> **Work order**: What is the number of lines below that contain the string "FileCredentialStore"? Give it and nothing else.
Source information: Begin
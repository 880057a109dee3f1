use mockito::Matcher;
use readyrs::credentials::{CredentialsProvider, FileCredentialStore};
use readyrs::{
    ApiError, ApiSettings, Credentials, FormCalculator, IntervalsClient, ReadinessCalculator,
    ReadinessColor, ReadyRsError,
};
use tempfile::tempdir;

/// Integration tests that fetch from a mock intervals.icu and score the result

#[cfg(test)]
mod client_integration_tests {
    use super::*;

    fn wellness_body(days: u32) -> String {
        let records: Vec<serde_json::Value> = (1..=days)
            .map(|day| {
                serde_json::json!({
                    "id": format!("2024-09-{:02}", day),
                    "hrv": 55.0,
                    "restingHR": 48,
                    "sleepSecs": 27000,
                    "ctl": 42.0,
                    "atl": 50.0,
                    "rampRate": 0.8,
                })
            })
            .collect();
        serde_json::to_string(&records).unwrap()
    }

    fn settings_for(server: &mockito::ServerGuard) -> ApiSettings {
        ApiSettings {
            base_url: server.url(),
            ..ApiSettings::default()
        }
    }

    #[tokio::test]
    async fn test_fetch_and_score() {
        let mut server = mockito::Server::new_async().await;
        let mock = server
            .mock("GET", "/athlete/i7/wellness")
            .match_query(Matcher::Any)
            .match_header("authorization", Matcher::Regex("^Basic ".to_string()))
            .with_status(200)
            .with_header("content-type", "application/json")
            .with_body(wellness_body(14))
            .create_async()
            .await;

        let client =
            IntervalsClient::new(&settings_for(&server), Credentials::new("key", "i7")).unwrap();
        let records = client.get_wellness(None, None).await.unwrap();
        mock.assert_async().await;

        let readiness = ReadinessCalculator::new().calculate(&records);
        assert_eq!(readiness.score, 100.0);
        assert_eq!(readiness.color, ReadinessColor::Green);

        let form = FormCalculator::new().calculate(&records);
        assert_eq!(form.form, -8.0);
        assert_eq!(form.zone, "Grey Zone");
        assert_eq!(form.trend.len(), 14);
    }

    #[tokio::test]
    async fn test_client_from_stored_credentials() {
        let dir = tempdir().unwrap();
        let mut store = FileCredentialStore::new(dir.path().join("credentials.toml"));

        let mut server = mockito::Server::new_async().await;
        let settings = settings_for(&server);

        let missing = IntervalsClient::from_provider(&settings, &store);
        assert!(matches!(missing, Err(ReadyRsError::Api(ApiError::NoCredentials))));

        store.set(Credentials::new("stored-key", "i9")).unwrap();
        let _mock = server
            .mock("GET", "/athlete/i9")
            .with_status(200)
            .with_body(r#"{"id": "i9"}"#)
            .create_async()
            .await;

        let client = IntervalsClient::from_provider(&settings, &store).unwrap();
        assert_eq!(client.athlete_id(), "i9");
        assert!(client.test_credentials().await.unwrap());
    }

    #[tokio::test]
    async fn test_unauthorized_user_message() {
        let mut server = mockito::Server::new_async().await;
        let _mock = server
            .mock("GET", "/athlete/i7/activities")
            .match_query(Matcher::Any)
            .with_status(401)
            .with_body("Unauthorized")
            .create_async()
            .await;

        let client =
            IntervalsClient::new(&settings_for(&server), Credentials::new("bad", "i7")).unwrap();
        let err = ReadyRsError::from(client.get_recent_activities(5).await.unwrap_err());

        assert_eq!(
            err.user_message(),
            "Invalid API key or athlete ID. Please check your credentials."
        );
    }

    #[tokio::test]
    async fn test_unreachable_server_is_transport_error() {
        let settings = ApiSettings {
            base_url: "http://127.0.0.1:9".to_string(),
            timeout_secs: 2,
            ..ApiSettings::default()
        };
        let client = IntervalsClient::new(&settings, Credentials::new("key", "i7")).unwrap();

        let err = client.test_credentials().await.unwrap_err();
        assert!(matches!(err, ApiError::Transport(_)));
    }
}
//! Per-metric wellness trends for the wellness detail view
//!
//! Unlike the readiness baselines, trend series keep every day in the window
//! and report unrecorded values as zero so the series line up by date.

use crate::models::{trailing, WellnessRecord, SECONDS_PER_HOUR};
use serde::{Deserialize, Serialize};

/// Default number of trailing days shown in a trend
pub const DEFAULT_TREND_DAYS: usize = 30;

/// A single dated value
#[derive(Debug, Clone, PartialEq, Serialize, Deserialize)]
pub struct MetricPoint {
    pub date: String,
    pub value: f64,
}

/// A named series of dated values
#[derive(Debug, Clone, PartialEq, Serialize, Deserialize)]
pub struct MetricSeries {
    pub points: Vec<MetricPoint>,
}

impl MetricSeries {
    fn from_records(records: &[WellnessRecord], value: impl Fn(&WellnessRecord) -> f64) -> Self {
        MetricSeries {
            points: records
                .iter()
                .map(|record| MetricPoint {
                    date: record.id.clone(),
                    value: value(record),
                })
                .collect(),
        }
    }

    pub fn len(&self) -> usize {
        self.points.len()
    }

    pub fn is_empty(&self) -> bool {
        self.points.is_empty()
    }

    pub fn latest(&self) -> Option<&MetricPoint> {
        self.points.last()
    }

    pub fn min(&self) -> Option<f64> {
        self.points.iter().map(|p| p.value).reduce(f64::min)
    }

    pub fn max(&self) -> Option<f64> {
        self.points.iter().map(|p| p.value).reduce(f64::max)
    }

    /// Spread between max and min, 1.0 for a flat or empty series
    pub fn range(&self) -> f64 {
        match (self.min(), self.max()) {
            (Some(min), Some(max)) if max > min => max - min,
            _ => 1.0,
        }
    }

    /// Values that were actually recorded; gaps are stored as 0
    fn recorded_values(&self) -> impl Iterator<Item = f64> + '_ {
        self.points.iter().map(|p| p.value).filter(|v| *v > 0.0)
    }

    pub fn recorded_min(&self) -> Option<f64> {
        self.recorded_values().reduce(f64::min)
    }

    pub fn recorded_max(&self) -> Option<f64> {
        self.recorded_values().reduce(f64::max)
    }

    /// Average of the recorded (positive) values
    pub fn recorded_mean(&self) -> Option<f64> {
        let (sum, count) = self
            .recorded_values()
            .fold((0.0, 0usize), |(sum, count), v| (sum + v, count + 1));
        (count > 0).then(|| sum / count as f64)
    }
}

/// HRV, resting HR and sleep trends over the same window
#[derive(Debug, Clone, PartialEq, Serialize, Deserialize)]
pub struct MetricTrends {
    pub hrv: MetricSeries,
    pub resting_hr: MetricSeries,
    pub sleep_hours: MetricSeries,
}

/// Build trends over the default 30-day window
pub fn metric_trends(series: &[WellnessRecord]) -> MetricTrends {
    metric_trends_for(series, DEFAULT_TREND_DAYS)
}

/// Build trends over the trailing `days` records
pub fn metric_trends_for(series: &[WellnessRecord], days: usize) -> MetricTrends {
    let window = trailing(series, days);

    MetricTrends {
        hrv: MetricSeries::from_records(window, |r| r.hrv.unwrap_or(0.0)),
        resting_hr: MetricSeries::from_records(window, |r| r.resting_hr.unwrap_or(0.0)),
        sleep_hours: MetricSeries::from_records(window, |r| {
            r.sleep_secs.unwrap_or(0.0) / SECONDS_PER_HOUR
        }),
    }
}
Source information: End
> **Solution to this exercise**: 2